[Collected data entries]
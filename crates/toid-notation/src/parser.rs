//! Numeric melody notation.
//!
//! One character per tick:
//!
//! | Char | Meaning |
//! |---|---|
//! | `1`-`7` | C-major scale degree starting at C3 (48) |
//! | `8`, `9` | C4 (60) and D4 (62) |
//! | `0`, space | rest |
//! | `-` | hold the previous note (or rest) one more tick |
//!
//! Every pitch is shifted by `octave * 12 + key` semitones.
//!
//! ```ignore
//! let notes = parse_notes("1-3 5", 0.0)?;
//! // C3 for two ticks, E3, a rest, G3
//! let notes = parse_notes_in_key("1-3 5", 0.0, 2.0)?;
//! // the same in D
//! ```

use crate::{Error, Result};
use serde::{Deserialize, Serialize};
use toid_core::{Action, NoteEvent, Pitch, SamplePosition, DEFAULT_TICK};

/// Pitch of each degree `1..=9` with no offset.
const DEGREE_PITCHES: [Pitch; 9] = [48.0, 50.0, 52.0, 53.0, 55.0, 57.0, 59.0, 60.0, 62.0];

#[derive(Debug, Clone, Copy, PartialEq)]
enum Token {
    /// Scale degree, 1-based.
    Degree(u8),
    Rest,
    Tie,
}

fn tokenize(notation: &str) -> Result<Vec<Token>> {
    notation
        .chars()
        .enumerate()
        .map(|(index, character)| match character {
            '1'..='9' => Ok(Token::Degree(character as u8 - b'0')),
            '0' | ' ' => Ok(Token::Rest),
            '-' => Ok(Token::Tie),
            _ => Err(Error::InvalidNotation { character, index }),
        })
        .collect()
}

/// A note with an explicit duration.
#[derive(Debug, Clone, Copy, PartialEq, Serialize, Deserialize)]
pub struct NoteSpec {
    pub pitch: Pitch,
    pub start: SamplePosition,
    pub duration: SamplePosition,
}

impl NoteSpec {
    #[inline]
    pub fn end(&self) -> SamplePosition {
        self.start + self.duration
    }
}

/// Events parsed from one notation string, bound for one track.
#[derive(Debug, Clone, PartialEq)]
pub struct NoteBatch {
    pub track: String,
    /// Sorted by position; at a shared position the note-off comes first.
    pub events: Vec<NoteEvent>,
    length: SamplePosition,
}

impl NoteBatch {
    /// Frames covered by the notation: token count times tick.
    pub fn length(&self) -> SamplePosition {
        self.length
    }

    pub fn is_empty(&self) -> bool {
        self.events.is_empty()
    }

    /// Action installing this batch as the whole content of its track.
    /// Any loop on the track is cleared.
    pub fn into_replace_action(self) -> Action {
        Action::replace_track(self.track, self.events)
    }

    /// Like [`into_replace_action`](Self::into_replace_action), with the
    /// track looping over the batch's length in the same step. An empty
    /// notation has no length, so the track does not loop.
    pub fn into_loop_action(self) -> Action {
        Action::ReplaceTrack {
            track: self.track,
            events: self.events,
            loop_length: Some(self.length).filter(|&length| length > 0),
        }
    }

    /// Action inserting this batch next to what the track already holds.
    pub fn into_add_action(self) -> Action {
        Action::AddBatch {
            track: self.track,
            events: self.events,
        }
    }
}

/// Parser with a fixed tick length.
#[derive(Debug, Clone, Copy, PartialEq, Eq)]
pub struct NotationParser {
    tick: SamplePosition,
}

impl Default for NotationParser {
    fn default() -> Self {
        Self { tick: DEFAULT_TICK }
    }
}

impl NotationParser {
    pub fn new(tick: SamplePosition) -> Result<Self> {
        if tick == 0 {
            return Err(Error::InvalidTick);
        }
        Ok(Self { tick })
    }

    pub fn tick(&self) -> SamplePosition {
        self.tick
    }

    /// Frames covered by `token_count` tokens.
    pub fn length_of(&self, token_count: usize) -> SamplePosition {
        token_count as SamplePosition * self.tick
    }

    /// Notes with explicit start and duration, in start order.
    ///
    /// `octave` is multiplied by 12 and added to every pitch; a fractional
    /// offset is a constant bias.
    pub fn parse_notes(&self, notation: &str, octave: f32) -> Result<Vec<NoteSpec>> {
        self.parse_notes_in_key(notation, octave, 0.0)
    }

    /// [`parse_notes`](Self::parse_notes) transposed by `key` semitones.
    pub fn parse_notes_in_key(
        &self,
        notation: &str,
        octave: f32,
        key: f32,
    ) -> Result<Vec<NoteSpec>> {
        if !octave.is_finite() {
            return Err(Error::InvalidOctave(octave));
        }
        if !key.is_finite() {
            return Err(Error::InvalidKey(key));
        }
        let offset = octave * 12.0 + key;

        let mut notes: Vec<NoteSpec> = Vec::new();
        // Whether the last non-tie token was a note, i.e. whether `-`
        // extends `notes.last()` or a rest.
        let mut sounding = false;

        for (slot, token) in tokenize(notation)?.into_iter().enumerate() {
            let at = slot as SamplePosition * self.tick;
            match token {
                Token::Degree(degree) => {
                    notes.push(NoteSpec {
                        pitch: DEGREE_PITCHES[usize::from(degree - 1)] + offset,
                        start: at,
                        duration: self.tick,
                    });
                    sounding = true;
                }
                Token::Rest => sounding = false,
                Token::Tie => {
                    if let (true, Some(note)) = (sounding, notes.last_mut()) {
                        note.duration += self.tick;
                    }
                }
            }
        }

        Ok(notes)
    }

    /// Note-on/note-off events for `track`: each note yields an `On` at its
    /// start and an `Off` carrying its pitch at its end.
    pub fn parse(&self, notation: &str, octave: f32, track: &str) -> Result<NoteBatch> {
        self.parse_in_key(notation, octave, 0.0, track)
    }

    /// [`parse`](Self::parse) transposed by `key` semitones.
    pub fn parse_in_key(
        &self,
        notation: &str,
        octave: f32,
        key: f32,
        track: &str,
    ) -> Result<NoteBatch> {
        let notes = self.parse_notes_in_key(notation, octave, key)?;

        let mut events = Vec::with_capacity(notes.len() * 2);
        for note in &notes {
            events.push(NoteEvent::note_on(note.pitch, note.start));
            events.push(NoteEvent::note_off_pitch(note.pitch, note.end()));
        }
        // Stable: an Off pushed before an On at the same position stays first.
        events.sort_by_key(|e| e.at);

        Ok(NoteBatch {
            track: track.to_string(),
            events,
            length: self.length_of(notation.chars().count()),
        })
    }
}

/// [`NotationParser::parse`] with the default tick.
pub fn parse(notation: &str, octave: f32, track: &str) -> Result<NoteBatch> {
    NotationParser::default().parse(notation, octave, track)
}

/// [`NotationParser::parse_notes`] with the default tick.
pub fn parse_notes(notation: &str, octave: f32) -> Result<Vec<NoteSpec>> {
    NotationParser::default().parse_notes(notation, octave)
}

/// [`NotationParser::parse_notes_in_key`] with the default tick.
pub fn parse_notes_in_key(notation: &str, octave: f32, key: f32) -> Result<Vec<NoteSpec>> {
    NotationParser::default().parse_notes_in_key(notation, octave, key)
}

→ AIM OF THE EXERCISE: Please state how many lines in the data contain the word "same", giving only that number.

→ FINISHED EXERCISE: 3